> **WHAT YOU ARE ASKED TO DO**
Retype the data that follows, keeping every character the same.

> **Stored data entries**

**********

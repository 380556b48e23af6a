//! Streaming reader for bz2-compressed MediaWiki XML dumps.
//!
//! Decompression and XML parsing both stream; memory stays O(page size)
//! regardless of dump size. Only main-namespace article pages come out.

use std::fs::File;
use std::io::BufReader;
use std::path::Path;

use anyhow::{Context, Result};
use bzip2::read::MultiBzDecoder;
use quick_xml::Reader;
use quick_xml::events::Event;
use tracing::warn;

/// One article page. `id` is the MediaWiki page id, used to resolve
/// langlink rows.
#[derive(Debug, Clone, Default)]
pub struct Page {
    pub id: u64,
    pub title: String,
    pub text: String,
}

/// Namespace prefixes that slip through the `<ns>` filter on some dumps
/// (old rows, imported pages). Checked against the title itself.
const NAMESPACE_PREFIXES: &[&str] = &[
    "Kategorio",
    "Category",
    "File",
    "Dosiero",
    "Arkivo",
    "Imajo",
    "Shablono",
    "Template",
    "Wikipedio",
    "Wikipedia",
    "Wikivortaro",
    "Uzanto",
    "User",
    "MediaWiki",
    "Mediawiki",
    "Modulo",
    "Module",
    "Helpo",
    "Help",
];

pub fn is_article_title(title: &str) -> bool {
    match title.split_once(':') {
        Some((prefix, _)) => !NAMESPACE_PREFIXES.contains(&prefix.trim()),
        None => true,
    }
}

enum Field {
    None,
    Title,
    Ns,
    Id,
    Text,
}

pub struct DumpReader {
    reader: Reader<BufReader<MultiBzDecoder<BufReader<File>>>>,
    buf: Vec<u8>,
    /// Pages yielded so far (post-filter).
    pub pages_read: u64,
    /// Pages dropped for per-page faults (missing title, bad ns).
    pub pages_faulty: u64,
    /// Pages dropped by the namespace / title filters.
    pub pages_skipped: u64,
}

impl DumpReader {
    pub fn open(path: &Path) -> Result<Self> {
        let file = File::open(path)
            .with_context(|| format!("opening dump {}", path.display()))?;
        let decoder = MultiBzDecoder::new(BufReader::new(file));
        let reader = Reader::from_reader(BufReader::new(decoder));
        Ok(Self {
            reader,
            buf: Vec::with_capacity(64 * 1024),
            pages_read: 0,
            pages_faulty: 0,
            pages_skipped: 0,
        })
    }

    /// Next main-namespace article page, or `None` at end of dump.
    ///
    /// XML-level errors are unrecoverable in a pull parser and abort the
    /// stream; per-page semantic faults (missing title, unparsable ns) are
    /// counted and the page skipped.
    pub fn next_page(&mut self) -> Result<Option<Page>> {
        let mut in_page = false;
        let mut field = Field::None;
        let mut title = String::new();
        let mut ns: i64 = 0;
        let mut ns_raw = String::new();
        let mut id_raw = String::new();
        let mut id: Option<u64> = None;
        let mut text = String::new();

        loop {
            self.buf.clear();
            let event = self
                .reader
                .read_event_into(&mut self.buf)
                .context("malformed dump: XML stream unreadable")?;

            match event {
                Event::Start(e) => match e.name().as_ref() {
                    b"page" => {
                        in_page = true;
                        title.clear();
                        ns = 0;
                        id = None;
                        text.clear();
                    }
                    b"title" if in_page => field = Field::Title,
                    b"ns" if in_page => {
                        ns_raw.clear();
                        field = Field::Ns;
                    }
                    // the first <id> under <page> is the page id; revision
                    // and contributor ids come later and are ignored
                    b"id" if in_page && id.is_none() => {
                        id_raw.clear();
                        field = Field::Id;
                    }
                    b"text" if in_page => field = Field::Text,
                    _ => field = Field::None,
                },
                Event::Text(e) => {
                    let chunk = e
                        .unescape()
                        .context("malformed dump: undecodable text node")?;
                    match field {
                        Field::Title => title.push_str(&chunk),
                        Field::Ns => ns_raw.push_str(&chunk),
                        Field::Id => id_raw.push_str(&chunk),
                        Field::Text => text.push_str(&chunk),
                        Field::None => {}
                    }
                }
                Event::End(e) => match e.name().as_ref() {
                    b"page" => {
                        in_page = false;
                        if title.is_empty() {
                            self.pages_faulty += 1;
                            warn!("skipping page without title (id {id:?})");
                            continue;
                        }
                        if ns != 0 || !is_article_title(&title) {
                            // ns < 0 marks a fault already counted above
                            if ns >= 0 {
                                self.pages_skipped += 1;
                            }
                            continue;
                        }
                        self.pages_read += 1;
                        return Ok(Some(Page {
                            id: id.unwrap_or_default(),
                            title: std::mem::take(&mut title),
                            text: std::mem::take(&mut text),
                        }));
                    }
                    b"ns" => {
                        match ns_raw.trim().parse() {
                            Ok(parsed) => ns = parsed,
                            Err(_) => {
                                self.pages_faulty += 1;
                                warn!("page '{title}': unparsable namespace '{ns_raw}'");
                                ns = -1; // drop the page at </page>
                            }
                        }
                        field = Field::None;
                    }
                    b"id" => {
                        if id.is_none() {
                            id = id_raw.trim().parse().ok();
                        }
                        field = Field::None;
                    }
                    _ => field = Field::None,
                },
                Event::Eof => return Ok(None),
                _ => {}
            }
        }
    }
}

impl Iterator for DumpReader {
    type Item = Result<Page>;

    fn next(&mut self) -> Option<Self::Item> {
        self.next_page().transpose()
    }
}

**********

> **REPLY**
repository 380556b48e23af6a
//! Streaming reader for bz2-compressed MediaWiki XML dumps.
//!
//! Decompression and XML parsing both stream; memory stays O(page size)
//! regardless of dump size. Only main-namespace article pages come out.

use std::fs::File;
use std::io::BufReader;
use std::path::Path;

use anyhow::{Context, Result};
use bzip2::read::MultiBzDecoder;
use quick_xml::Reader;
use quick_xml::events::Event;
use tracing::warn;

/// One article page. `id` is the MediaWiki page id, used to resolve
/// langlink rows.
#[derive(Debug, Clone, Default)]
pub struct Page {
    pub id: u64,
    pub title: String,
    pub text: String,
}

/// Namespace prefixes that slip through the `<ns>` filter on some dumps
/// (old rows, imported pages). Checked against the title itself.
const NAMESPACE_PREFIXES: &[&str] = &[
    "Kategorio",
    "Category",
    "File",
    "Dosiero",
    "Arkivo",
    "Imajo",
    "Shablono",
    "Template",
    "Wikipedio",
    "Wikipedia",
    "Wikivortaro",
    "Uzanto",
    "User",
    "MediaWiki",
    "Mediawiki",
    "Modulo",
    "Module",
    "Helpo",
    "Help",
];

pub fn is_article_title(title: &str) -> bool {
    match title.split_once(':') {
        Some((prefix, _)) => !NAMESPACE_PREFIXES.contains(&prefix.trim()),
        None => true,
    }
}

enum Field {
    None,
    Title,
    Ns,
    Id,
    Text,
}

pub struct DumpReader {
    reader: Reader<BufReader<MultiBzDecoder<BufReader<File>>>>,
    buf: Vec<u8>,
    /// Pages yielded so far (post-filter).
    pub pages_read: u64,
    /// Pages dropped for per-page faults (missing title, bad ns).
    pub pages_faulty: u64,
    /// Pages dropped by the namespace / title filters.
    pub pages_skipped: u64,
}

impl DumpReader {
    pub fn open(path: &Path) -> Result<Self> {
        let file = File::open(path)
            .with_context(|| format!("opening dump {}", path.display()))?;
        let decoder = MultiBzDecoder::new(BufReader::new(file));
        let reader = Reader::from_reader(BufReader::new(decoder));
        Ok(Self {
            reader,
            buf: Vec::with_capacity(64 * 1024),
            pages_read: 0,
            pages_faulty: 0,
            pages_skipped: 0,
        })
    }

    /// Next main-namespace article page, or `None` at end of dump.
    ///
    /// XML-level errors are unrecoverable in a pull parser and abort the
    /// stream; per-page semantic faults (missing title, unparsable ns) are
    /// counted and the page skipped.
    pub fn next_page(&mut self) -> Result<Option<Page>> {
        let mut in_page = false;
        let mut field = Field::None;
        let mut title = String::new();
        let mut ns: i64 = 0;
        let mut ns_raw = String::new();
        let mut id_raw = String::new();
        let mut id: Option<u64> = None;
        let mut text = String::new();

        loop {
            self.buf.clear();
            let event = self
                .reader
                .read_event_into(&mut self.buf)
                .context("malformed dump: XML stream unreadable")?;

            match event {
                Event::Start(e) => match e.name().as_ref() {
                    b"page" => {
                        in_page = true;
                        title.clear();
                        ns = 0;
                        id = None;
                        text.clear();
                    }
                    b"title" if in_page => field = Field::Title,
                    b"ns" if in_page => {
                        ns_raw.clear();
                        field = Field::Ns;
                    }
                    // the first <id> under <page> is the page id; revision
                    // and contributor ids come later and are ignored
                    b"id" if in_page && id.is_none() => {
                        id_raw.clear();
                        field = Field::Id;
                    }
                    b"text" if in_page => field = Field::Text,
                    _ => field = Field::None,
                },
                Event::Text(e) => {
                    let chunk = e
                        .unescape()
                        .context("malformed dump: undecodable text node")?;
                    match field {
                        Field::Title => title.push_str(&chunk),
                        Field::Ns => ns_raw.push_str(&chunk),
                        Field::Id => id_raw.push_str(&chunk),
                        Field::Text => text.push_str(&chunk),
                        Field::None => {}
                    }
                }
                Event::End(e) => match e.name().as_ref() {
                    b"page" => {
                        in_page = false;
                        if title.is_empty() {
                            self.pages_faulty += 1;
                            warn!("skipping page without title (id {id:?})");
                            continue;
                        }
                        if ns != 0 || !is_article_title(&title) {
                            // ns < 0 marks a fault already counted above
                            if ns >= 0 {
                                self.pages_skipped += 1;
                            }
                            continue;
                        }
                        self.pages_read += 1;
                        return Ok(Some(Page {
                            id: id.unwrap_or_default(),
                            title: std::mem::take(&mut title),
                            text: std::mem::take(&mut text),
                        }));
                    }
                    b"ns" => {
                        match ns_raw.trim().parse() {
                            Ok(parsed) => ns = parsed,
                            Err(_) => {
                                self.pages_faulty += 1;
                                warn!("page '{title}': unparsable namespace '{ns_raw}'");
                                ns = -1; // drop the page at </page>
                            }
                        }
                        field = Field::None;
                    }
                    b"id" => {
                        if id.is_none() {
                            id = id_raw.trim().parse().ok();
                        }
                        field = Field::None;
                    }
                    _ => field = Field::None,
                },
                Event::Eof => return Ok(None),
                _ => {}
            }
        }
    }
}

impl Iterator for DumpReader {
    type Item = Result<Page>;

    fn next(&mut self) -> Option<Self::Item> {
        self.next_page().transpose()
    }
}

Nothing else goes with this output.